Así pues, en sustancia, yo creo que los sacramentos son naturalmente sacramentos de la fe, y donde no hubiera ningún elemento de fe, donde la primera Comunión fuera sólo una fiesta con un banquete, hermosos vestidos, grandes regalos, entonces ya no sería un sacramento de la fe. Sin embargo, por otra parte, si vemos que hay una llamita de deseo de la comunión en la Iglesia, un deseo también de estos niños que quieren entrar en comunión con Jesús, me parece que conviene ser condescendientes.
Desde luego, naturalmente, en nuestra catequesis debemos ayudarles a entender que la Comunión, la primera Comunión, no debe quedar como un hecho "aislado", sino que exige una continuidad de amistad con Jesús, un camino con Jesús. Yo sé bien que los niños a menudo tienen intención y deseo de ir el domingo a la misa, pero sus padres no les dejan cumplir ese deseo. Si vemos que los niños lo quieren, que tienen el deseo de ir, me parece que se trata casi de un sacramento de deseo, el deseo ("voto") de una participación en la misa dominical. En este sentido, naturalmente, en el marco de la preparación para los sacramentos, debemos hacer todo lo posible para llegar también a los padres, a fin de despertar también en ellos la sensibilidad por el camino que siguen sus hijos. Los padres deben ayudar a sus hijos a seguir su deseo de entrar en amistad con Jesús, que es forma de la vida, del futuro. Si los padres desean que sus hijos hagan la primera Comunión, este deseo más bien social debería ampliarse al deseo religioso, para hacer posible un camino con Jesús.

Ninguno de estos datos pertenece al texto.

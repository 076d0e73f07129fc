//! Trait abstraction for the page a form is mounted on, enabling mocking in tests

use std::fmt;
use std::sync::Arc;

/// Marker shown on the result area after a response arrives
#[derive(Debug, Clone, Copy, PartialEq, Eq)]
pub enum ResultState {
    Success,
    Error,
    Progress,
}

impl ResultState {
    /// Class name as the server spells the status
    pub fn as_str(self) -> &'static str {
        match self {
            ResultState::Success => "success",
            ResultState::Error => "error",
            ResultState::Progress => "progress",
        }
    }
}

impl fmt::Display for ResultState {
    fn fmt(&self, f: &mut fmt::Formatter<'_>) -> fmt::Result {
        f.write_str(self.as_str())
    }
}

/// An input element that stores one field's value
pub trait BoundElement: Send + Sync {
    fn value(&self) -> String;
    fn set_value(&self, value: &str);
    /// Add or remove the `error` marker
    fn set_error_marker(&self, marked: bool);
    fn has_error_marker(&self) -> bool;
}

/// Finds bound elements by their name attribute
#[cfg_attr(test, mockall::automock)]
pub trait ElementLookup: Send + Sync {
    fn lookup_elements_by_name(&self, name: &str) -> Vec<Arc<dyn BoundElement>>;
}

/// Container listing the current error messages, one entry per message
#[cfg_attr(test, mockall::automock)]
pub trait ErrorDisplay: Send + Sync {
    /// Replace whatever is shown with `messages`
    fn render_errors(&self, messages: &[String]);
}

/// The control that triggers submission
pub trait SubmitControl: Send + Sync {
    fn set_disabled(&self, disabled: bool);
    fn is_disabled(&self) -> bool;
}

/// Area showing the outcome of the last submission
#[cfg_attr(test, mockall::automock)]
pub trait ResultArea: Send + Sync {
    /// Replace the text and the state marker
    fn show(&self, text: &str, state: ResultState);
    /// Replace only the state marker
    fn mark(&self, state: ResultState);
    fn state(&self) -> Option<ResultState>;
}
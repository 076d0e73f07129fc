//! UI module for rendering the TUI

mod components;
mod forms;
mod layout;

use crate::app::App;
use ratatui::Frame;

/// Main draw function
pub fn draw(frame: &mut Frame, app: &App) {
    let main_area = layout::create_layout(frame.area());

    forms::draw_signup_form(frame, main_area, app);

    layout::draw_status_bar(frame, app);
}
//! Mock backend routes
//!
//! `POST /api/users` answers every submission with the same fixture file,
//! read from disk on each request so it can be swapped while the server runs.
//! Everything else is served from the static directory.

use axum::{
    body::Bytes,
    extract::State,
    http::{header, StatusCode},
    response::{IntoResponse, Response},
    routing::post,
    Json, Router,
};
use serde_json::json;
use std::path::{Path, PathBuf};
use std::sync::Arc;
use tokio::fs;
use tower_http::services::ServeDir;
use tracing::{debug, warn};

/// Shared state for the mock routes
#[derive(Debug, Clone)]
pub struct ServerState {
    fixture: Arc<PathBuf>,
}

impl ServerState {
    pub fn new(fixture: PathBuf) -> Self {
        Self {
            fixture: Arc::new(fixture),
        }
    }

    pub fn fixture(&self) -> &Path {
        &self.fixture
    }
}

/// Create the mock backend router
pub fn router(state: ServerState, static_dir: &Path) -> Router {
    Router::new()
        .route("/api/users", post(create_user))
        .fallback_service(ServeDir::new(static_dir))
        .with_state(state)
}

/// Canned reply to a form submission; the body is not inspected
async fn create_user(State(state): State<ServerState>, body: Bytes) -> Response {
    debug!(bytes = body.len(), "Received submission");

    match fs::read_to_string(state.fixture()).await {
        Ok(contents) => ([(header::CONTENT_TYPE, "application/json")], contents).into_response(),
        Err(e) => {
            warn!(path = %state.fixture().display(), error = %e, "failed to read fixture");
            (
                StatusCode::INTERNAL_SERVER_ERROR,
                Json(json!({ "status": "error", "reason": "Fixture unavailable" })),
            )
                .into_response()
        }
    }
}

Por consiguiente, yo creo que en el contexto de la catequesis de los niños, es muy importante también trabajar con los padres. Precisamente esta es una ocasión para encontrarse con los padres, haciendo presente la vida de la fe también a los adultos, porque de los niños -me parece- pueden volver a aprender ellos la fe y comprender que esta gran solemnidad sólo tiene sentido, sólo es verdadera y auténtica, si se realiza en el contexto de un camino con Jesús, en el contexto de una vida de fe. Por eso, es preciso convencer a los padres, a través de los niños, de la necesidad de un camino preparatorio, que se manifiesta en la preparación para los misterios y comienza a hacer que se amen estos misterios.
Soy consciente de que esta respuesta es bastante insuficiente, pero la pedagogía de la fe siempre es un camino, y nosotros debemos aceptar las situaciones de hoy, pero también abrirlas a algo más, para que no se limite sólo a un recuerdo exterior de cosas, sino que toque verdaderamente el corazón. En el momento en que quedamos convencidos, el corazón queda tocado, pues ha sentido un poco el amor de Jesús, ha experimentado en cierto modo el deseo de moverse en esta línea y en esta dirección. En ese momento, a mi parecer, podemos decir que hemos hecho una verdadera catequesis. En efecto, la catequesis tiene como finalidad propia llevar la llama del amor de Jesús, aunque sea pequeña, al corazón de los niños y, a través de los niños, a sus padres, abriendo así de nuevo los lugares de la fe en nuestro tiempo.